» **Task item**
Your reply should be made up of every line in the records below that holds the string "start".

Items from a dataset
——————

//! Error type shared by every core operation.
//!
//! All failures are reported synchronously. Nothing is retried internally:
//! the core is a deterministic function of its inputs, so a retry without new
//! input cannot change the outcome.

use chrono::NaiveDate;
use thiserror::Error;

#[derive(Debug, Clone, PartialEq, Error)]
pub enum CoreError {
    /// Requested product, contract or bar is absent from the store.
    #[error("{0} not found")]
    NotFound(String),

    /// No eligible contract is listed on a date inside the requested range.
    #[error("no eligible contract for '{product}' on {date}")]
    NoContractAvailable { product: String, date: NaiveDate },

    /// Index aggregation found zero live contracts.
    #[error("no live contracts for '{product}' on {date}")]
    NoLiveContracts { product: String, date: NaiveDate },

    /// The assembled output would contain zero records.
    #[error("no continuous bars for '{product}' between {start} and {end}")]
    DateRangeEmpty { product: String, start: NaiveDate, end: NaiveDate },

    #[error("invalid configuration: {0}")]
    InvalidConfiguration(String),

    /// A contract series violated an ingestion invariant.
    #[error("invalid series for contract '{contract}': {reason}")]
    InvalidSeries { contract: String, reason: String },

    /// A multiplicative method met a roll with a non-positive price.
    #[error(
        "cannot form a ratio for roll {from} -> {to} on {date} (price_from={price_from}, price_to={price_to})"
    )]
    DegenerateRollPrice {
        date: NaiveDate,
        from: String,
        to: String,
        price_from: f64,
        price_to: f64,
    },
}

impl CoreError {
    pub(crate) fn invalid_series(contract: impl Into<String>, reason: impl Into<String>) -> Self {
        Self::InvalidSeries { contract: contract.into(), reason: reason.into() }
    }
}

——————

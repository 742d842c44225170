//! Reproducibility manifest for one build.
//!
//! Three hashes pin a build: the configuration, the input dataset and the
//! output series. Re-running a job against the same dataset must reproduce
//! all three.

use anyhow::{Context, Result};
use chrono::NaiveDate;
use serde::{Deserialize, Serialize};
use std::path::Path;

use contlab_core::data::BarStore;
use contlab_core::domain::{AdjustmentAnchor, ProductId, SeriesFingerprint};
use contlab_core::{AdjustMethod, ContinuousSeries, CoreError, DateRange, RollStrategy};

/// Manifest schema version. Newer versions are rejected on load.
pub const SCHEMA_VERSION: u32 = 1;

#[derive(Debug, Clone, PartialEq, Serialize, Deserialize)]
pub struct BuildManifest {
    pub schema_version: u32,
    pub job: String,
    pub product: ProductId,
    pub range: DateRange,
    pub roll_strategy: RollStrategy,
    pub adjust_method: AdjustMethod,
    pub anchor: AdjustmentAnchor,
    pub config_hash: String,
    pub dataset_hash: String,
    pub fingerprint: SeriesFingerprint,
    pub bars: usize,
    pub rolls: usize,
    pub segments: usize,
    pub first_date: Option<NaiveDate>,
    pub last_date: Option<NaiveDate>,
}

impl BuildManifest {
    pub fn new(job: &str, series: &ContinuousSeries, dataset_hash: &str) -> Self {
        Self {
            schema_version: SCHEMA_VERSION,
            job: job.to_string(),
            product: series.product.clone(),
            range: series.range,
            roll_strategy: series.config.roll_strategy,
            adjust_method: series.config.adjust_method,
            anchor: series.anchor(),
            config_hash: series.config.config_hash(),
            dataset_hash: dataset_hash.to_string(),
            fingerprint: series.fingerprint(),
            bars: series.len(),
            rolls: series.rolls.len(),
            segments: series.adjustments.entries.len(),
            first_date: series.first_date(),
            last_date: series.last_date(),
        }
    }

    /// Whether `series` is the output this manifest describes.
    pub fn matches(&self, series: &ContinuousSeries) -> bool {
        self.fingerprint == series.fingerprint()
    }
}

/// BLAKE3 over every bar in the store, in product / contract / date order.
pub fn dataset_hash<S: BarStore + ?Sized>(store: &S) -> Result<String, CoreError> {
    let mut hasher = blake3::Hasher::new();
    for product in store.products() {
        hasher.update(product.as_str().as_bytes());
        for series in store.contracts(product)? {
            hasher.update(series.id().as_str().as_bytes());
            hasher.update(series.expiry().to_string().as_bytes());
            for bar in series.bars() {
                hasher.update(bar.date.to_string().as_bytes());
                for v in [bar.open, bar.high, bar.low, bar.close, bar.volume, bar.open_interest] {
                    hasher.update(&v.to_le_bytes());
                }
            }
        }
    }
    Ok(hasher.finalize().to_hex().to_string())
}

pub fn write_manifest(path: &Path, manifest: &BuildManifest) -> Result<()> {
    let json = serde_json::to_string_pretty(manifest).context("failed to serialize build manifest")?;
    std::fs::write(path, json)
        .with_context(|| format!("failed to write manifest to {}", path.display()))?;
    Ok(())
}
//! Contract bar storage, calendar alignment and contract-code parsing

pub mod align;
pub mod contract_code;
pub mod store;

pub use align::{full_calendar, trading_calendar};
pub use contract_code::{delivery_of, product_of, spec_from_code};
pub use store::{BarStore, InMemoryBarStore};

——————

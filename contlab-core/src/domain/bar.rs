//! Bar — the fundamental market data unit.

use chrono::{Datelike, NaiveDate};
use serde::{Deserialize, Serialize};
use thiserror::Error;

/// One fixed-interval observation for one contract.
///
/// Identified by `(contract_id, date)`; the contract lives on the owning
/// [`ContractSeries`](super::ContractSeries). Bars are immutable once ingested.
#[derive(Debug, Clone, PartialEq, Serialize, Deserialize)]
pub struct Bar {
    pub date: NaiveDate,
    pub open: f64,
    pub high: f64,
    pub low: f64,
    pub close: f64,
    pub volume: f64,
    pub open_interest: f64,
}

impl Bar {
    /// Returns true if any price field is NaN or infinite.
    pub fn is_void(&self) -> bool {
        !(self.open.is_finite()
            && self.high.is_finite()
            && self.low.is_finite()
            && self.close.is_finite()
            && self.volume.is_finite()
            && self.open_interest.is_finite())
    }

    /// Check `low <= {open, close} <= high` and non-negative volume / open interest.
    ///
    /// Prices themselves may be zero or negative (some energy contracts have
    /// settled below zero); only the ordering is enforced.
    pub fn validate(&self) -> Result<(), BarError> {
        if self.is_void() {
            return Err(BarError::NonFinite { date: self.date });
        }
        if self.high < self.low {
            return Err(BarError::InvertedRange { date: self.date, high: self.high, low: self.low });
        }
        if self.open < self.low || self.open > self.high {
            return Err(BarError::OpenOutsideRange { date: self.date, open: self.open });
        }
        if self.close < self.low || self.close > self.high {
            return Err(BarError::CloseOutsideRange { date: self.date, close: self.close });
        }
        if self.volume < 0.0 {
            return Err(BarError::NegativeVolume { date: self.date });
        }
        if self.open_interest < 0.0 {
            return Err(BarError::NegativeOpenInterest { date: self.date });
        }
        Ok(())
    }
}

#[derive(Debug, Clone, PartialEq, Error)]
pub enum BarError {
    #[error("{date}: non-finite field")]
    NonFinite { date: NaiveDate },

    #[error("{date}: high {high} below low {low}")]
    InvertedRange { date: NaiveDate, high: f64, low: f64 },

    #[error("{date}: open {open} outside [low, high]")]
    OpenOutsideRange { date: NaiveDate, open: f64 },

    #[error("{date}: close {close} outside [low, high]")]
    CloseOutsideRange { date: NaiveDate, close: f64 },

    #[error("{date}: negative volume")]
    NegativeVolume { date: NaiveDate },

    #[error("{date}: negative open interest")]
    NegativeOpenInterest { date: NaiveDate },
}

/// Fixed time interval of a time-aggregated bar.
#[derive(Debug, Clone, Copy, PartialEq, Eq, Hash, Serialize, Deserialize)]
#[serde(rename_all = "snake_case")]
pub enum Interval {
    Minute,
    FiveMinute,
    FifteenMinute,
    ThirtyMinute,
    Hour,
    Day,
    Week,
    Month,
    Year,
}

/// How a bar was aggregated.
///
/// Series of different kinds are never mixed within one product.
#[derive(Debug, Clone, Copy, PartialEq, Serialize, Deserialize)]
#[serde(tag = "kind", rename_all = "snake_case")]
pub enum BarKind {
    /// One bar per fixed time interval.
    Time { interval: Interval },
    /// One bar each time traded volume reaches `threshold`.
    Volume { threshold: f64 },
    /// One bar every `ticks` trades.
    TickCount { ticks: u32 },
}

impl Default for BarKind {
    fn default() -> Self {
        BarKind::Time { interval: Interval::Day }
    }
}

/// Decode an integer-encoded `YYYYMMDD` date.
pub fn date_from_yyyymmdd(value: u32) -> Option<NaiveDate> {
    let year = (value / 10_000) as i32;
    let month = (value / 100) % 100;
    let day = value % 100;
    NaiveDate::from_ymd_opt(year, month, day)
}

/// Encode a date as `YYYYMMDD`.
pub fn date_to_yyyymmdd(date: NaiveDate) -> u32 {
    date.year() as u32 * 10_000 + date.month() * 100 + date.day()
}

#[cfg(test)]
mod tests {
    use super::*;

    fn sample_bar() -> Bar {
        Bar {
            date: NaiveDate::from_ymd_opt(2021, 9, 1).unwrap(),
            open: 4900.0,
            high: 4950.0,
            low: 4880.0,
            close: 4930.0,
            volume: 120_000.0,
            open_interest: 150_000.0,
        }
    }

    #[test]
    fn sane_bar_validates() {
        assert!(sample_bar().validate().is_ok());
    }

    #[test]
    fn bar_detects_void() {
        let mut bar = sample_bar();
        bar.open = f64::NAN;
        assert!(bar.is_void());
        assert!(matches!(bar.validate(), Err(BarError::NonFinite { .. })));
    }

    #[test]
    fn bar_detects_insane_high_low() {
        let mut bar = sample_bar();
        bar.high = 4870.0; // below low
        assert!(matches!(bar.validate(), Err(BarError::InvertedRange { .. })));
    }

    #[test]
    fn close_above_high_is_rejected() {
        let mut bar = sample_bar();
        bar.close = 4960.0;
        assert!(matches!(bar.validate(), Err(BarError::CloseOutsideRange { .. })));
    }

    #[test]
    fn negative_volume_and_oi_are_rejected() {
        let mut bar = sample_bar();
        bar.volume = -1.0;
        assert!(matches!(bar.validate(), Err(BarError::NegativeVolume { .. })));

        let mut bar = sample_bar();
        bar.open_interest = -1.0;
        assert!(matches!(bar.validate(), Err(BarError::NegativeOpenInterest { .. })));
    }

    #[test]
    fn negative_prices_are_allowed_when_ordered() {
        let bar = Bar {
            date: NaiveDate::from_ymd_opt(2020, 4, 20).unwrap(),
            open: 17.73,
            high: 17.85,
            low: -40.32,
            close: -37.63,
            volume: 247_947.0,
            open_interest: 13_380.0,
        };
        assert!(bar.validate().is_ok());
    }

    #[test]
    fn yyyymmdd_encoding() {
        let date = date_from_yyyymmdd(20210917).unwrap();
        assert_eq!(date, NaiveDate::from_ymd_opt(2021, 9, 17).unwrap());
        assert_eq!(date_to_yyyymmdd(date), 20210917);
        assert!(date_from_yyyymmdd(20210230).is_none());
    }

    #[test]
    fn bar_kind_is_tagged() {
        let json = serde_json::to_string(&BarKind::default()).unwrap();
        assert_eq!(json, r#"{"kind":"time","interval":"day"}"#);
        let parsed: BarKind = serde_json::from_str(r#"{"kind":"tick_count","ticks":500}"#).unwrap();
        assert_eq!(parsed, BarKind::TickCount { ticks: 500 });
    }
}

——————

» **Answer to this problem**
    #[error("no continuous bars for '{product}' between {start} and {end}")]
    DateRangeEmpty { product: String, start: NaiveDate, end: NaiveDate },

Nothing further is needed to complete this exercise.